En aquel instante [San] Juan Don Bosco salía de la iglesia y mirando conmovido la escena:
—¡Miren!, —dijo a Don Francesia y a algunos otros que estaban cerca de él— ¡qué coincidencia!... En el sueño vi la caja en ese mismo lugar.
Sobre este hecho nos dejó también una relación Don Segundo Merlone.
Según él, aunque ninguno de los alumnos había llegado a saber que el compañero que había de morir era Maestro, dos de la casa conocían el nombre del infortunado y algo más.
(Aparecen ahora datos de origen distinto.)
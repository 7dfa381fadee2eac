use thiserror::Error;
use tracing::{info, instrument};

use crate::size_and_align::{AbiAndPrefAlign, Size};

#[derive(Debug)]
/// Describes the target configuration used during code generation.
///
/// This struct encapsulates information about the backend, data layout,
/// and optional target triple. It is used to drive architecture- and
/// platform-specific decisions throughout the compiler.
pub struct CompileTarget {
    /// The codegen backend to use.
    pub codegen_backend: BackendKind,
    /// The data layout configuration for the target, including type alignments,
    /// pointer size, and other ABI-relevant properties.
    pub data_layout: TargetDataLayout,
    /// The target triple string identifying the target architecture, vendor,
    /// operating system, and environment.
    ///
    /// If this is `None`, the target triple will not be set in the LLVM module,
    /// which may affect platform-specific codegen behavior or defaults.
    pub target_triple: Option<TargetTriple>,
}

impl CompileTarget {
    /// Builds a target from an already-parsed triple, deriving the data layout
    /// from the triple's pointer width and architecture.
    #[instrument]
    pub fn from_triple(codegen_backend: BackendKind, triple: TargetTriple) -> Self {
        let data_layout = TargetDataLayout::for_triple(&triple);
        CompileTarget {
            codegen_backend,
            data_layout,
            target_triple: Some(triple),
        }
    }

    pub fn new(codegen_backend: BackendKind) -> Self {
        CompileTarget {
            data_layout: TargetDataLayout::new(),
            codegen_backend,
            target_triple: None,
        }
    }

    pub fn data_layout_string(&self) -> String {
        match self.codegen_backend {
            BackendKind::Llvm => self.data_layout.as_llvm_datalayout_string(),
            BackendKind::Cranelift => self.data_layout.as_cranelift_datalayout_string(),
            BackendKind::Gcc => self.data_layout.as_gcc_datalayout_string(),
        }
    }

    pub fn target_triple_string(&self) -> Option<String> {
        self.target_triple.as_ref()?;

        match self.codegen_backend {
            BackendKind::Llvm => Some(
                self.target_triple
                    .as_ref()
                    .unwrap()
                    .into_llvm_triple_string(),
            ),
            BackendKind::Cranelift => Some(
                self.target_triple
                    .as_ref()
                    .unwrap()
                    .into_cranelift_triple_string(),
            ),
            BackendKind::Gcc => Some(
                self.target_triple
                    .as_ref()
                    .unwrap()
                    .into_gcc_triple_string(),
            ),
        }
    }
}

#[derive(Debug)]
/// The backend kind for code generation.
pub enum BackendKind {
    /// The LLVM backend.
    Llvm,

    /// The Cranelift backend.
    Cranelift,

    /// The GCC (GNU Compiler Collection) backend.
    Gcc,
}

#[derive(Debug)]
/// Describes the target platform's data layout, including type alignments, pointer size,
/// and other ABI-related information used during code generation.
pub struct TargetDataLayout {
    /// The endianness of the target architecture.
    pub endianess: Endianess,

    // Integer type alignments
    pub i1_align: AbiAndPrefAlign,
    pub i8_align: AbiAndPrefAlign,
    pub i16_align: AbiAndPrefAlign,
    pub i32_align: AbiAndPrefAlign,
    pub i64_align: AbiAndPrefAlign,
    pub i128_align: AbiAndPrefAlign,

    // Floating point type alignments
    pub f16_align: AbiAndPrefAlign,
    pub f32_align: AbiAndPrefAlign,
    pub f64_align: AbiAndPrefAlign,
    pub f128_align: AbiAndPrefAlign,

    /// The size of pointers in bytes.
    pub pointer_size: u64,

    /// The ABI and preferred alignment for pointers.
    pub pointer_align: AbiAndPrefAlign,

    /// The minimum and preferred alignment for aggregate types (e.g., structs, arrays).
    pub aggregate_align: AbiAndPrefAlign,

    /// Alignments for vector types.
    pub vector_align: Vec<(Size, AbiAndPrefAlign)>,

    /// An identifier that specifies the address space that some operation
    /// should operate on.
    pub instruction_address_space: AddressSpace,
}

impl Default for TargetDataLayout {
    fn default() -> Self {
        TargetDataLayout {
            endianess: Endianess::Little,
            i1_align: AbiAndPrefAlign::new(1, 1),
            i8_align: AbiAndPrefAlign::new(1, 1),
            i16_align: AbiAndPrefAlign::new(2, 2),
            i32_align: AbiAndPrefAlign::new(4, 4),
            i64_align: AbiAndPrefAlign::new(4, 8),
            i128_align: AbiAndPrefAlign::new(4, 8),
            f16_align: AbiAndPrefAlign::new(2, 2),
            f32_align: AbiAndPrefAlign::new(4, 4),
            f64_align: AbiAndPrefAlign::new(8, 8),
            f128_align: AbiAndPrefAlign::new(16, 16),
            pointer_size: 64,
            pointer_align: AbiAndPrefAlign::new(8, 8),
            aggregate_align: AbiAndPrefAlign::new(0, 8),
            vector_align: vec![
                (Size::from_bits(64), AbiAndPrefAlign::new(8, 8)),
                (Size::from_bits(128), AbiAndPrefAlign::new(16, 16)),
            ],
            instruction_address_space: AddressSpace::DATA,
        }
    }
}

impl TargetDataLayout {
    #[instrument]
    pub fn new() -> Self {
        let target_data_layout = TargetDataLayout::default();
        info!("TargetDataLayout created: {:?}", target_data_layout);
        target_data_layout
    }

    /// Derives a data layout from a parsed triple: 32-bit architectures get a
    /// 32-bit pointer and 32-bit-pointer-aligned `i64`/`f64`, matching the
    /// common ABI convention that LLVM's own datalayout strings encode for
    /// `i686`/`arm`/`armv7` targets.
    pub fn for_triple(triple: &TargetTriple) -> Self {
        let mut dl = TargetDataLayout::default();
        if triple.is_32_bit() {
            dl.pointer_size = 32;
            dl.pointer_align = AbiAndPrefAlign::new(4, 4);
            dl.i64_align = AbiAndPrefAlign::new(4, 8);
            dl.i128_align = AbiAndPrefAlign::new(4, 8);
            dl.aggregate_align = AbiAndPrefAlign::new(0, 4);
        }
        if triple.os.eq_ignore_ascii_case("windows") {
            dl.endianess = Endianess::Little;
        }
        dl
    }

    /// Pointer size in bytes, the unit everything else in this crate is
    /// expressed in.
    pub fn pointer_bytes(&self) -> u64 {
        self.pointer_size / 8
    }

    /// For example, for x86_64-unknown-linux-gnu, the data layout string could be:
    /// `e-m:e-p270:32:32-p271:32:32-p272:64:64-i64:64-i128:128-f80:128-n8:16:32:64-S128`
    pub fn as_llvm_datalayout_string(&self) -> String {
        // LLVM's datalayout string encodes alignments in bits; `AbiAndPrefAlign`
        // stores them in bytes, so every alignment is scaled back up here.
        let format_align = |name: &str, align: &AbiAndPrefAlign| {
            format!(
                "-{}:{}:{}",
                name,
                align.abi.bytes() * 8,
                align.pref.bytes() * 8
            )
        };

        let mut s = String::new();

        s.push(if self.endianess == Endianess::Little {
            'e'
        } else {
            'E'
        });

        s.push_str(&format!(
            "-p:{}:{}:{}",
            self.pointer_size,
            self.pointer_align.abi.bytes() * 8,
            self.pointer_align.pref.bytes() * 8
        ));

        s.push_str(&format_align("i1", &self.i1_align));
        s.push_str(&format_align("i8", &self.i8_align));
        s.push_str(&format_align("i16", &self.i16_align));
        s.push_str(&format_align("i32", &self.i32_align));
        s.push_str(&format_align("i64", &self.i64_align));
        s.push_str(&format_align("i128", &self.i128_align));

        s.push_str(&format_align("f16", &self.f16_align));
        s.push_str(&format_align("f32", &self.f32_align));
        s.push_str(&format_align("f64", &self.f64_align));
        s.push_str(&format_align("f128", &self.f128_align));

        s.push_str(&format_align("a", &self.aggregate_align));

        for (size, align) in &self.vector_align {
            s.push_str(&format!(
                "-v{}:{}:{}",
                size.bytes() * 8,
                align.abi.bytes() * 8,
                align.pref.bytes() * 8
            ));
        }

        s.push_str(&format!("-P{}", u32::from(&self.instruction_address_space)));

        s
    }

    fn as_cranelift_datalayout_string(&self) -> String {
        unimplemented!()
    }

    fn as_gcc_datalayout_string(&self) -> String {
        unimplemented!()
    }
}

#[derive(Debug, PartialEq, Eq)]
/// The endianness of the target architecture.
pub enum Endianess {
    /// Little-endian.
    Little,

    /// Big-endian.
    Big,
}

/// Errors produced while parsing a target triple string.
#[derive(Debug, Error)]
pub enum TargetTripleError {
    #[error("target triple `{0}` has no architecture component")]
    Empty(String),
    #[error("target triple `{0}` has an unrecognized architecture `{1}`")]
    UnsupportedArch(String, String),
}

#[derive(Debug, Clone, PartialEq, Eq)]
/// Represents a target triple, which uniquely identifies a compilation target.
///
/// A target triple is a string that encodes information about the target architecture,
/// vendor, operating system, environment, and ABI. Trailing components may be omitted;
/// e.g. `"x86_64-unknown-linux"` is accepted with `env` and `abi` defaulting to empty.
///
/// Example: `"x86_64-unknown-linux-gnu"`
pub struct TargetTriple {
    /// The target architecture (e.g., "x86_64", "aarch64", "arm").
    pub arch: String,
    /// The target vendor (e.g., "unknown", "apple").
    pub vendor: String,
    /// The target operating system (e.g., "linux", "windows").
    pub os: String,
    /// The target environment or runtime (e.g., "gnu", "msvc", "musl").
    pub env: String,
    /// The ABI used on the target (e.g., "eabi", "gnu").
    pub abi: String,
}

impl TargetTriple {
    #[tracing::instrument]
    pub fn new(arch: &str, vendor: &str, os: &str, env: &str, abi: &str) -> Self {
        TargetTriple {
            arch: arch.to_string(),
            vendor: vendor.to_string(),
            os: os.to_string(),
            env: env.to_string(),
            abi: abi.to_string(),
        }
    }

    /// Parses the conventional `arch-vendor-os[-env[-abi]]` triple form.
    /// Missing trailing components default to the empty string, the way
    /// most target-triple consumers tolerate shortened triples.
    #[tracing::instrument]
    pub fn parse(input: &str) -> Result<Self, TargetTripleError> {
        let parts: Vec<&str> = input.split('-').collect();
        if parts.is_empty() || parts[0].is_empty() {
            return Err(TargetTripleError::Empty(input.to_string()));
        }
        if !KNOWN_ARCHES.contains(&parts[0]) {
            return Err(TargetTripleError::UnsupportedArch(
                input.to_string(),
                parts[0].to_string(),
            ));
        }

        Ok(TargetTriple {
            arch: parts.first().copied().unwrap_or("").to_string(),
            vendor: parts.get(1).copied().unwrap_or("").to_string(),
            os: parts.get(2).copied().unwrap_or("").to_string(),
            env: parts.get(3).copied().unwrap_or("").to_string(),
            abi: parts.get(4).copied().unwrap_or("").to_string(),
        })
    }

    /// Whether this triple names an ARM architecture (`arm`, `armv7`, `thumbv7`, ...).
    /// AArch64 is a distinct 64-bit architecture and is not considered ARM here.
    pub fn is_arm(&self) -> bool {
        self.arch.starts_with("arm") || self.arch.starts_with("thumb")
    }

    /// Whether this triple is a 32-bit target, used to select the pointer-size
    /// half of the data layout.
    pub fn is_32_bit(&self) -> bool {
        self.is_arm() || self.arch == "i686" || self.arch == "i386" || self.arch == "x86"
    }

    /// True exactly for the ABI carve-out this spec's field-layout algorithm
    /// applies: on 32-bit ARM, 8-byte fields (`long`, `double`) are aligned to
    /// 8 bytes rather than the architecture's natural 4-byte word alignment.
    pub fn long_long_align_on_32_bit_arm(&self) -> bool {
        self.is_arm() && self.is_32_bit()
    }

    // ARCHITECTURE-VENDOR-OPERATING_SYSTEM-ENVIRONMENT
    pub fn into_llvm_triple_string(&self) -> String {
        format!(
            "{}-{}-{}-{}-{}",
            self.arch, self.vendor, self.os, self.env, self.abi
        )
    }

    pub fn into_cranelift_triple_string(&self) -> String {
        unimplemented!()
    }

    pub fn into_gcc_triple_string(&self) -> String {
        unimplemented!()
    }
}

const KNOWN_ARCHES: &[&str] = &[
    "x86_64", "i686", "i386", "x86", "aarch64", "arm", "armv7", "thumbv7",
];

#[derive(Clone, Copy, Debug, PartialEq, Eq)]
pub enum AddressSpace {
    /// The default address space.
    DATA = 0,
}

impl From<&AddressSpace> for u32 {
    fn from(addr_space: &AddressSpace) -> Self {
        match *addr_space {
            AddressSpace::DATA => 0,
        }
    }
}

#[cfg(test)]
mod tests {
    use super::*;

    #[test]
    fn parses_full_triple() {
        let t = TargetTriple::parse("x86_64-unknown-linux-gnu").unwrap();
        assert_eq!(t.arch, "x86_64");
        assert_eq!(t.vendor, "unknown");
        assert_eq!(t.os, "linux");
        assert_eq!(t.env, "gnu");
        assert!(!t.is_arm());
        assert!(!t.is_32_bit());
    }

    #[test]
    fn parses_short_triple_with_empty_trailing_components() {
        let t = TargetTriple::parse("x86_64-unknown-linux").unwrap();
        assert_eq!(t.env, "");
        assert_eq!(t.abi, "");
    }

    #[test]
    fn rejects_empty_and_unknown_arch() {
        assert!(TargetTriple::parse("").is_err());
        assert!(TargetTriple::parse("not-a-real-arch-unknown-linux").is_err());
    }

    #[test]
    fn arm_32_bit_triple_triggers_long_align_override() {
        let t = TargetTriple::parse("armv7-unknown-linux-gnueabihf").unwrap();
        assert!(t.long_long_align_on_32_bit_arm());
    }

    #[test]
    fn aarch64_is_not_32_bit_arm() {
        let t = TargetTriple::parse("aarch64-unknown-linux-gnu").unwrap();
        assert!(!t.long_long_align_on_32_bit_arm());
    }

    #[test]
    fn data_layout_for_32_bit_triple_has_32_bit_pointer() {
        let t = TargetTriple::parse("armv7-unknown-linux-gnueabihf").unwrap();
        let dl = TargetDataLayout::for_triple(&t);
        assert_eq!(dl.pointer_bytes(), 4);
    }
}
A fines de febrero murió un joven que hacía algún tiempo había salido del Oratorio. Dos clérigos veteranos, ordenados in sacris, uno de los cuales era Don Juan Cagliero, al enterarse de lo ocurrido, una mañana al subir las escaleras y al encontrarse con [San] Juan Don Bosco que bajaba al patio, le anunciaron esta pérdida para él siempre doloroso. [San] Juan Don Bosco respondió:
—No será ese solo; antes que pasen dos meses, deberán morir otros dos.
Y añadió los nombres.
Con frecuencia el siervo de Dios hacía semejantes confidencias bajo secreto, a quien sabía dotados de prudencia, para que, sin que los jóvenes indicados se dieran cuenta, fueron por ellos amigablemente estimulados a observar buena conducta, a frecuentar los Sacramentos; y para que al mismo tiempo los vigilasen teniéndolos apartados de todo peligro.
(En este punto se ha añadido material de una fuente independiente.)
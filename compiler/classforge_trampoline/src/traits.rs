//! The seam a backend implements to turn trampolines into declared stubs.
//!
//! Instruction lowering (basic blocks, places, operands) has no
//! counterpart here — this subsystem stops at *declaring* linkage, it
//! never lowers a function body. What's left is the "given a type/
//! trampoline, produce the backend's handle for it" shape.

use classforge_abi::calling_convention::function::FnAbi;
use classforge_ir::IrType;

use crate::trampoline::Trampoline;

/// Backend-specific handles this crate is generic over: a function type and
/// a declared function/global value. A backend (e.g. `classforge_codegen_llvm`)
/// implements this with its own concrete types (`inkwell::types::FunctionType`,
/// `inkwell::values::FunctionValue`, ...).
pub trait TrampolineBackendTypes {
    type FunctionType: Clone;
    type FunctionValue: Clone;
}

/// Derives a backend function type from an IR-level function shape.
pub trait FunctionTypeOf: TrampolineBackendTypes {
    fn function_type_of(&self, abi: &FnAbi<IrType>) -> Self::FunctionType;
}

/// Declares (but does not define) the stub a trampoline needs, returning
/// the backend's handle to the resulting symbol. Implementations are
/// expected to be idempotent: declaring the same trampoline's mangled
/// symbol twice returns the existing declaration rather than redeclaring.
pub trait StubLinkageOf: TrampolineBackendTypes + FunctionTypeOf {
    fn declare_stub(&mut self, trampoline: &Trampoline, abi: &FnAbi<IrType>) -> Self::FunctionValue;
}
/// Returns the field's padding-purposes alignment: the generic ABI
/// alignment, except that `long`/`double` fields are forced to an 8-byte
/// alignment on 32-bit ARM targets, overriding that architecture's natural
/// 4-byte word alignment for those two types.
///
/// Per the recorded Open Question decision (see DESIGN.md), this override
/// applies to every `long`/`double` field, not only `volatile`/`final`
/// ones, mirroring the literal behavior being modeled rather than a
/// narrower reading of it.
fn field_alignment(desc: &FieldDescriptor, triple: Option<&TargetTriple>, layout_ctx: &LayoutCtx<'_>) -> u64 {
    let forces_eight = matches!(desc, FieldDescriptor::Long | FieldDescriptor::Double)
        && triple.map(|t| t.long_long_align_on_32_bit_arm()).unwrap_or(false);
    if forces_eight {
        return 8;
    }
    layout_ctx.alignment(&desc.storage_ir_type())
}

fn round_up(value: u64, align: u64) -> u64 {
    if align == 0 {
        return value;
    }
    let rem = value % align;
    if rem == 0 {
        value
    } else {
        value + (align - rem)
    }
}

/// A laid-out field: its descriptor, its byte offset within the instance,
/// and the IR type used to synthesize its field pointer.
#[derive(Debug, Clone, PartialEq, Eq)]
pub struct LaidOutField {
    pub name: String,
    pub offset: u64,
    pub ir_type: IrType,
}

/// The result of laying out a class's instance (non-static) fields: the
/// synthesized `IrType::Structure`, the per-field offsets, and the
/// instance's overall size/alignment.
#[derive(Debug, Clone, PartialEq, Eq)]
pub struct InstanceLayout {
    pub ty: IrType,
    pub fields: Vec<LaidOutField>,
    pub size: u64,
    pub align: u64,
}

/// Computes a class's instance layout, recursing through its parent chain.
///
/// The parent's instance layout (if any) is embedded as a single packed
/// field at offset 0 — packed so that the parent's own internal padding is
/// reproduced exactly rather than re-derived, guaranteeing a subclass
/// instance is layout-compatible with its parent up to the parent's size.
/// Own fields are then ordered and placed after it, with byte padding
/// inserted before each field so it lands on its (possibly ARM-overridden)
/// alignment, and trailing padding so the whole structure satisfies its own
/// most-strict alignment.
pub fn instance_layout(
    class: &ManagedClass,
    table: &ClassTable,
    triple: Option<&TargetTriple>,
    layout_ctx: &LayoutCtx<'_>,
) -> Result<InstanceLayout, MapperError> {
    let mut offset: u64 = 0;
    let mut fields = Vec::new();
    let mut struct_fields = Vec::new();
    let mut max_align: u64 = 1;

    if let Some(parent_name) = &class.super_class {
        let parent = table
            .get(parent_name)
            .ok_or_else(|| MapperError::UnknownClass {
                class: parent_name.to_string(),
            })?;
        let parent_layout = instance_layout(parent, table, triple, layout_ctx)?;
        max_align = max_align.max(parent_layout.align);
        struct_fields.push(parent_layout.ty.clone());
        for f in parent_layout.fields {
            fields.push(f);
        }
        offset = parent_layout.size;
    }

    let mut own_fields: Vec<ManagedField> = class.instance_fields().cloned().collect();
    order_fields(&mut own_fields, layout_ctx);

    for field in &own_fields {
        let align = field_alignment(&field.descriptor, triple, layout_ctx);
        max_align = max_align.max(align);
        offset = round_up(offset, align);

        let ir_ty = field.descriptor.storage_ir_type();
        fields.push(LaidOutField {
            name: field.name.clone(),
            offset,
            ir_type: ir_ty.clone(),
        });
        struct_fields.push(ir_ty.clone());
        offset += layout_ctx.store_size(&ir_ty);
    }

    let size = round_up(offset, max_align);

    Ok(InstanceLayout {
        ty: IrType::Structure {
            name: Some(Arc::from(&*class.name)),
            fields: struct_fields,
            packed: true,
        },
        fields,
        size,
        align: max_align,
    })
}

/// Computes a class's static-field layout, wrapped in a two-field
/// structure `{ ClassHeader, StaticFields }`. Static fields have no
/// parent chain to recurse through — each class's statics are
/// independent of its supertype's.
pub fn static_layout(
    class: &ManagedClass,
    triple: Option<&TargetTriple>,
    layout_ctx: &LayoutCtx<'_>,
) -> InstanceLayout {
    let mut own_fields: Vec<ManagedField> = class.static_fields().cloned().collect();
    order_fields(&mut own_fields, layout_ctx);

    let mut offset: u64 = 0;
    let mut fields = Vec::new();
    let mut struct_fields = Vec::new();
    let mut max_align: u64 = 1;

    for field in &own_fields {
        let align = field_alignment(&field.descriptor, triple, layout_ctx);
        max_align = max_align.max(align);
        offset = round_up(offset, align);

        let ir_ty = field.descriptor.storage_ir_type();
        fields.push(LaidOutField {
            name: field.name.clone(),
            offset,
            ir_type: ir_ty.clone(),
        });
        struct_fields.push(ir_ty.clone());
        offset += layout_ctx.store_size(&ir_ty);
    }

    let statics_size = round_up(offset, max_align.max(1));

    let statics_ty = IrType::Structure {
        name: Some(Arc::from(format!("{}$Statics", class.name))),
        fields: struct_fields,
        packed: true,
    };

    let wrapper = IrType::Structure {
        name: Some(Arc::from(format!("{}$StaticHandle", class.name))),
        fields: vec![IrType::opaque("ClassHeader"), statics_ty],
        packed: false,
    };

    InstanceLayout {
        ty: wrapper,
        fields,
        size: statics_size,
        align: max_align.max(1),
    }
}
Ambos clérigos asumieron de buena gana este encargo de aquel custodio celestial, pero al mismo tiempo, tomando un trozo de papel escribieron la profecía, la fecha en que [San] Juan Don Bosco la había anunciado, los nombres de los interesados y después firmaron. Seguidamente fueron a la Prefectura y, sellando el escrito, lo depositaron en ella para que fuese celosamente guardado.
Mons. Cagliero, cuarenta y siete años después, confirmó cuanto hemos dicho y recordaba la compasión que sintió a raíz de la revelación de [San] Juan Don Bosco, al ver a aquellos dos jovencitos correr alegremente de una parte a otra del patio entregados a sus juegos, sin sospechar lo más mínimo, sobre la muerte, aunque no desgraciada, que les estaba reservada; y el cumplimiento de la profecía en el tiempo señalado y la emoción que experimentó el mismo Prefecto cuando se quitaron los sellos al papel escrito dos meses antes.